- Santé
Les moustiques génétiquement modifiés ne transmettent pas le paludisme ou la dengue, contrairement à ce que sous-entend Egountchi Behanzin
À RETENIR
Dans le cadre de la lutte contre le paludisme, la dengue, ou le virus Zika, des moustiques génétiquement modifiés ont été mis au point. En se reproduisant avec les populations de moustiques sauvages vecteurs de ces maladies, ils doivent permettre de les affaiblir.

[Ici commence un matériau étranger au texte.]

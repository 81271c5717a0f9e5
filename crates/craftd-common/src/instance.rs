use serde::{Deserialize, Serialize};
use std::fmt;

/// Lifecycle status as reported by the container runtime.
#[derive(Debug, Clone, Copy, PartialEq, Eq, Serialize, Deserialize)]
#[serde(rename_all = "lowercase")]
pub enum InstanceStatus {
    Created,
    Running,
    Paused,
    Restarting,
    Exited,
    Dead,
}

impl InstanceStatus {
    pub fn as_str(&self) -> &'static str {
        match self {
            Self::Created => "created",
            Self::Running => "running",
            Self::Paused => "paused",
            Self::Restarting => "restarting",
            Self::Exited => "exited",
            Self::Dead => "dead",
        }
    }
}

impl fmt::Display for InstanceStatus {
    fn fmt(&self, f: &mut fmt::Formatter<'_>) -> fmt::Result {
        f.write_str(self.as_str())
    }
}

/// Point-in-time memory snapshot of a running instance.
#[derive(Debug, Clone, Copy, PartialEq, Eq, Serialize, Deserialize)]
pub struct ResourceUsage {
    pub memory_used_bytes: u64,
    pub memory_limit_bytes: u64,
}

/// A managed instance, reconstructed from the runtime on every query.
#[derive(Debug, Clone, PartialEq, Serialize, Deserialize)]
pub struct InstanceDescriptor {
    pub id: String,
    pub name: String,
    pub image: String,
    pub env: Vec<String>,
    pub status: InstanceStatus,
    pub host_port: Option<u16>,
    pub resources: Option<ResourceUsage>,
}

impl InstanceDescriptor {
    /// Value of an environment entry, if the instance declares it.
    pub fn env_value(&self, key: &str) -> Option<&str> {
        self.env.iter().find_map(|entry| {
            let (k, v) = entry.split_once('=')?;
            (k == key).then_some(v)
        })
    }
}
use crate::runtime::{ContainerRuntime, ContainerView};
use craftd_common::{CraftdError, InstanceDescriptor, Result};
use std::sync::Arc;
use tracing::{debug, instrument};

/// Builds live descriptors straight from the runtime. Holds no state.
#[derive(Clone)]
pub struct InstanceInspector {
    runtime: Arc<dyn ContainerRuntime>,
    image_family: String,
}

impl InstanceInspector {
    pub fn new(runtime: Arc<dyn ContainerRuntime>, image_family: impl Into<String>) -> Self {
        Self {
            runtime,
            image_family: image_family.into(),
        }
    }

    /// Every managed instance, with a memory snapshot where available.
    #[instrument(skip(self))]
    pub async fn list(&self) -> Result<Vec<InstanceDescriptor>> {
        let ids = self
            .runtime
            .list_containers(&self.image_family)
            .await
            .map_err(|e| {
                CraftdError::Internal(format!("Failed to retrieve servers: {}", e.message()))
            })?;

        let mut instances = Vec::with_capacity(ids.len());
        for id in ids {
            match self.describe(&id).await {
                Ok(descriptor) => instances.push(descriptor),
                // Removed between list and inspect
                Err(CraftdError::NotFound(_)) => {
                    debug!(container_id = %id, "Container vanished")
                }
                Err(e) => return Err(e),
            }
        }
        Ok(instances)
    }

    #[instrument(skip(self))]
    pub async fn describe(&self, id: &str) -> Result<InstanceDescriptor> {
        let view = self.runtime.inspect(id).await.map_err(|e| {
            if e.is_not_found() {
                CraftdError::NotFound(id.to_string())
            } else {
                CraftdError::from(e)
            }
        })?;

        let resources = match self.runtime.memory_usage(&view.id).await {
            Ok(usage) => usage,
            Err(e) => {
                debug!(container_id = %view.id, error = %e, "Memory snapshot unavailable");
                None
            }
        };

        Ok(into_descriptor(view, resources))
    }
}

fn into_descriptor(
    view: ContainerView,
    resources: Option<craftd_common::ResourceUsage>,
) -> InstanceDescriptor {
    InstanceDescriptor {
        id: view.id,
        name: view.name,
        image: view.image,
        env: view.env,
        status: view.status,
        host_port: view.host_port,
        resources,
    }
}

#[cfg(test)]
mod tests {
    use super::*;
    use crate::testing::FakeRuntime;
    use craftd_common::InstanceStatus;

    const JAVA17: &str = "itzg/minecraft-server:java17";

    #[tokio::test]
    async fn test_list_filters_to_image_family() {
        let runtime = Arc::new(FakeRuntime::new());
        runtime.seed_container("a", JAVA17, InstanceStatus::Running, Some(25565));
        runtime.seed_container("b", "postgres:16", InstanceStatus::Running, None);
        runtime.seed_container(
            "c",
            "itzg/minecraft-server:java8",
            InstanceStatus::Exited,
            Some(25566),
        );

        let inspector = InstanceInspector::new(runtime, "itzg/minecraft-server");
        let mut ids: Vec<_> = inspector
            .list()
            .await
            .unwrap()
            .into_iter()
            .map(|d| d.id)
            .collect();
        ids.sort();

        assert_eq!(ids, vec!["a".to_string(), "c".to_string()]);
    }

    #[tokio::test]
    async fn test_running_instances_carry_memory_snapshot() {
        let runtime = Arc::new(FakeRuntime::new());
        runtime.seed_container("a", JAVA17, InstanceStatus::Running, Some(25565));
        runtime.seed_container("b", JAVA17, InstanceStatus::Exited, Some(25566));

        let inspector = InstanceInspector::new(runtime, "itzg/minecraft-server");

        assert!(inspector.describe("a").await.unwrap().resources.is_some());
        assert!(inspector.describe("b").await.unwrap().resources.is_none());
    }

    #[tokio::test]
    async fn test_unknown_id_is_not_found() {
        let runtime = Arc::new(FakeRuntime::new());
        let inspector = InstanceInspector::new(runtime, "itzg/minecraft-server");

        assert!(matches!(
            inspector.describe("missing").await,
            Err(CraftdError::NotFound(id)) if id == "missing"
        ));
    }
}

Ces moustiques modifiés ont fait l’objet d’essais en milieu naturel à petite échelle. Aujourd’hui, on constate une hausse généralisée du nombre de cas de paludisme et de dengue. Or, les insectes relâchés sont des mâles incapables de transmettre ces maladies. Ils ne peuvent donc être tenus pour responsables de cette hausse. Elle est attribuée par les scientifiques notamment à la résistance des moustiques sauvages aux insecticides.
ÉLÉMENT ANALYSÉ
Verdict:
Claim:
DÉTAIL DU VERDICT
Erroné :
Les moustiques génétiquement modifiés relâchés en milieu naturel au Burkina Faso en 2019, ainsi qu’au Brésil depuis 2013 pour des expériences sont des mâles qui ne peuvent transmettre le paludisme ou la dengue.
Trompeur :
Les moustiques génétiquement modifiés relâchés au Burkina Faso n’ont pas été mis au point avec la technique du “forçage génétique”. Leur modification génétique ne se transmet pas de génération en génération.
AFFIRMATION COMPLÈTE
Vérification
Le New York Times, dans la cadre d’un article daté du 14 octobre 2024 consacré à l’influence de la Russie en Afrique, a interviewé Egountchi Behanzin, un influenceur franco-togolais. Celui-ci y affirme que depuis l’introduction de moustiques génétiquement modifiés au Burkina Faso dans le cadre d’un programme de recherche dédié à la lutte contre le paludisme, aussi connu sous le nom de malaria, on y constate « une augmentation des cas de malaria et de dengue ».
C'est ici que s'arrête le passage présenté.